Among the entries that follow, tally the lines with the string "IntoResponse". Give no more than the number.

---------- Input for this task

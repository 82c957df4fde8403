use chrono::{DateTime, Utc};
use serde::{Deserialize, Serialize};
use sqlx::FromRow;
use thiserror::Error;
use ts_rs::TS;
use utoipa::ToSchema;
use uuid::Uuid;

// --- Identity ---

/// Grant
///
/// A user's authorization level. Only `ADMIN` may create, update or delete posts.
/// Stored as TEXT in the `users.grant_level` column.
#[derive(Debug, Clone, Copy, PartialEq, Eq, Serialize, Deserialize, TS, ToSchema, Default)]
#[serde(rename_all = "UPPERCASE")]
#[ts(export)]
pub enum Grant {
    Admin,
    #[default]
    Normal,
}

#[derive(Debug, Error)]
#[error("unknown grant level: {0}")]
pub struct UnknownGrant(pub String);

impl Grant {
    pub fn as_str(&self) -> &'static str {
        match self {
            Grant::Admin => "ADMIN",
            Grant::Normal => "NORMAL",
        }
    }
}

impl TryFrom<String> for Grant {
    type Error = UnknownGrant;

    fn try_from(value: String) -> Result<Self, Self::Error> {
        match value.as_str() {
            "ADMIN" => Ok(Grant::Admin),
            "NORMAL" => Ok(Grant::Normal),
            _ => Err(UnknownGrant(value)),
        }
    }
}

/// User
///
/// Mirror of the identity issued by the external auth provider, as stored in `users`.
#[derive(Debug, Clone, Serialize, Deserialize, TS, ToSchema, FromRow, Default)]
#[ts(export)]
pub struct User {
    pub id: Uuid,
    pub nickname: String,
    // `grant` is a reserved word in SQL.
    #[sqlx(rename = "grant_level", try_from = "String")]
    pub grant: Grant,
    #[ts(type = "string")]
    pub created_at: DateTime<Utc>,
}

// --- Content Schemas (Mapped to Database) ---

/// Category
///
/// Every post belongs to exactly one category, which must exist before the post does.
#[derive(Debug, Clone, PartialEq, Eq, Serialize, Deserialize, TS, ToSchema, FromRow, Default)]
#[ts(export)]
pub struct Category {
    pub id: Uuid,
    pub name: String,
}

/// Tag
///
/// `name` is always the canonical lowercase form. Tags are created on first use and
/// are never deleted, even once no post references them.
#[derive(Debug, Clone, PartialEq, Eq, Serialize, Deserialize, TS, ToSchema, FromRow, Default)]
#[ts(export)]
pub struct Tag {
    pub id: Uuid,
    pub name: String,
}

/// Post
///
/// Raw row from `posts`. Handlers return the hydrated [`PostView`] instead.
#[derive(Debug, Clone, Serialize, Deserialize, TS, ToSchema, FromRow, Default)]
#[ts(export)]
pub struct Post {
    pub id: Uuid,
    pub title: String,
    pub description: String,
    pub user_id: Uuid,
    pub category_id: Uuid,
    #[ts(type = "string")]
    pub created_at: DateTime<Utc>,
    #[ts(type = "string")]
    pub updated_at: DateTime<Utc>,
}

/// Comment
///
/// Raw row from `comments`. `parent_id` is set for replies ("recomments").
#[derive(Debug, Clone, Serialize, Deserialize, TS, ToSchema, FromRow, Default)]
#[ts(export)]
pub struct Comment {
    pub id: Uuid,
    pub description: String,
    pub user_id: Uuid,
    pub post_id: Uuid,
    pub parent_id: Option<Uuid>,
    #[ts(type = "string")]
    pub created_at: DateTime<Utc>,
    #[ts(type = "string")]
    pub updated_at: DateTime<Utc>,
}

// --- Hydrated Views (Output) ---

#[derive(Debug, Clone, PartialEq, Eq, Serialize, Deserialize, TS, ToSchema, Default)]
#[ts(export)]
pub struct UserSummary {
    pub id: Uuid,
    pub nickname: String,
}

#[derive(Debug, Clone, PartialEq, Eq, Serialize, Deserialize, TS, ToSchema, Default)]
#[ts(export)]
pub struct CategorySummary {
    pub id: Uuid,
    pub name: String,
}

/// PostView
///
/// A post joined with its author, its category and its tags.
#[derive(Debug, Clone, Serialize, Deserialize, TS, ToSchema, Default)]
#[ts(export)]
pub struct PostView {
    pub id: Uuid,
    pub title: String,
    pub description: String,
    #[ts(type = "string")]
    pub created_at: DateTime<Utc>,
    #[ts(type = "string")]
    pub updated_at: DateTime<Utc>,
    pub user: UserSummary,
    pub category: CategorySummary,
    pub tags: Vec<Tag>,
}

/// CommentView
///
/// A comment joined with its author.
#[derive(Debug, Clone, Serialize, Deserialize, TS, ToSchema, Default)]
#[ts(export)]
pub struct CommentView {
    pub id: Uuid,
    pub description: String,
    pub post_id: Uuid,
    pub parent_id: Option<Uuid>,
    #[ts(type = "string")]
    pub created_at: DateTime<Utc>,
    #[ts(type = "string")]
    pub updated_at: DateTime<Utc>,
    pub user: UserSummary,
}

// --- Request Payloads (Input Schemas) ---

/// PostOrder
///
/// Sort direction on post creation time. Defaults to newest first.
#[derive(Debug, Clone, Copy, PartialEq, Eq, Serialize, Deserialize, TS, ToSchema, Default)]
#[serde(rename_all = "lowercase")]
#[ts(export)]
pub enum PostOrder {
    Asc,
    #[default]
    Desc,
}

impl PostOrder {
    pub fn as_sql(&self) -> &'static str {
        match self {
            PostOrder::Asc => "ASC",
            PostOrder::Desc => "DESC",
        }
    }
}

/// CreatePostRequest
///
/// `tags` is free text; every `#word` in it becomes a tag on the new post.
#[derive(Debug, Clone, Serialize, Deserialize, TS, ToSchema, Default)]
#[ts(export)]
pub struct CreatePostRequest {
    pub title: String,
    pub description: String,
    #[serde(default, skip_serializing_if = "Option::is_none")]
    pub tags: Option<String>,
    pub category_id: Uuid,
}

/// UpdatePostRequest
///
/// Partial update. When `tags` is given, the post's tag set is replaced, not merged.
#[derive(Debug, Clone, Serialize, Deserialize, TS, ToSchema, Default)]
#[ts(export)]
pub struct UpdatePostRequest {
    #[serde(default, skip_serializing_if = "Option::is_none")]
    pub title: Option<String>,

    #[serde(default, skip_serializing_if = "Option::is_none")]
    pub description: Option<String>,

    #[serde(default, skip_serializing_if = "Option::is_none")]
    pub tags: Option<String>,

    #[serde(default, skip_serializing_if = "Option::is_none")]
    pub category_id: Option<Uuid>,
}

/// CommentRequest
///
/// Body for creating, replying to and editing comments.
#[derive(Debug, Clone, Serialize, Deserialize, TS, ToSchema, Default)]
#[ts(export)]
pub struct CommentRequest {
    pub description: String,
}

#[derive(Debug, Clone, Serialize, Deserialize, TS, ToSchema, Default)]
#[ts(export)]
pub struct CreateCategoryRequest {
    pub name: String,
}

/// CommentInput
///
/// Workflow-level comment payload: the body text plus the acting user.
#[derive(Debug, Clone, Default)]
pub struct CommentInput {
    pub user_id: Uuid,
    pub description: String,
}

/// NewComment
///
/// Everything the repository needs to insert a comment row.
#[derive(Debug, Clone, Default)]
pub struct NewComment {
    pub post_id: Uuid,
    pub user_id: Uuid,
    pub description: String,
    pub parent_id: Option<Uuid>,
}
use axum::{
    Json,
    http::StatusCode,
    response::{IntoResponse, Response},
};
use serde::{Deserialize, Serialize};
use thiserror::Error;
use utoipa::ToSchema;

use crate::repository::RepositoryError;

/// Fixed message returned for any gateway failure. The cause is logged, never returned.
pub const DATABASE_ERROR: &str = "database error";
/// Fixed message returned when finding, creating or associating tags fails.
pub const TAG_OPERATION_FAILED: &str = "tag operation failed";

/// ApiError
///
/// The error taxonomy shared by every workflow. Handlers return it directly and axum
/// serializes it through the `IntoResponse` impl below.
#[derive(Debug, Error, Clone, PartialEq, Eq)]
pub enum ApiError {
    /// Actor missing, lacking the ADMIN grant, or not the owner of the resource.
    #[error("{0}")]
    Authorization(String),
    /// A referenced entity does not exist.
    #[error("{0}")]
    NotFound(String),
    /// Malformed or inconsistent input.
    #[error("{0}")]
    Validation(String),
    /// Any persistence failure. Deliberately opaque.
    #[error("{0}")]
    Persistence(&'static str),
}

pub type ApiResult<T> = Result<T, ApiError>;

impl ApiError {
    pub fn status(&self) -> StatusCode {
        match self {
            ApiError::Authorization(_) => StatusCode::FORBIDDEN,
            ApiError::NotFound(_) => StatusCode::NOT_FOUND,
            ApiError::Validation(_) => StatusCode::BAD_REQUEST,
            ApiError::Persistence(_) => StatusCode::INTERNAL_SERVER_ERROR,
        }
    }

    /// Logs the repository failure and replaces it with `message`.
    pub fn persistence(message: &'static str, source: RepositoryError) -> Self {
        tracing::error!(error = %source, "{message}");
        ApiError::Persistence(message)
    }
}

impl From<RepositoryError> for ApiError {
    fn from(source: RepositoryError) -> Self {
        ApiError::persistence(DATABASE_ERROR, source)
    }
}

/// ErrorResponse
///
/// JSON body sent for every failed request.
#[derive(Debug, Clone, Serialize, Deserialize, ToSchema)]
pub struct ErrorResponse {
    pub status: u16,
    pub message: String,
}

impl IntoResponse for ApiError {
    fn into_response(self) -> Response {
        let status = self.status();

        tracing::warn!(error = %self, %status, "Replying with error");

        let body = ErrorResponse {
            status: status.as_u16(),
            message: self.to_string(),
        };
        (status, Json(body)).into_response()
    }
}
//! Workflows sitting between the HTTP handlers and the repository.
//!
//! Each service owns a handle on the persistence gateway, receives the actor per call,
//! and performs the authorization and existence checks before any write.

pub mod posts;
pub mod reactions;

pub use posts::PostService;
pub use reactions::ReactionService;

--------------------

Problem solution.
3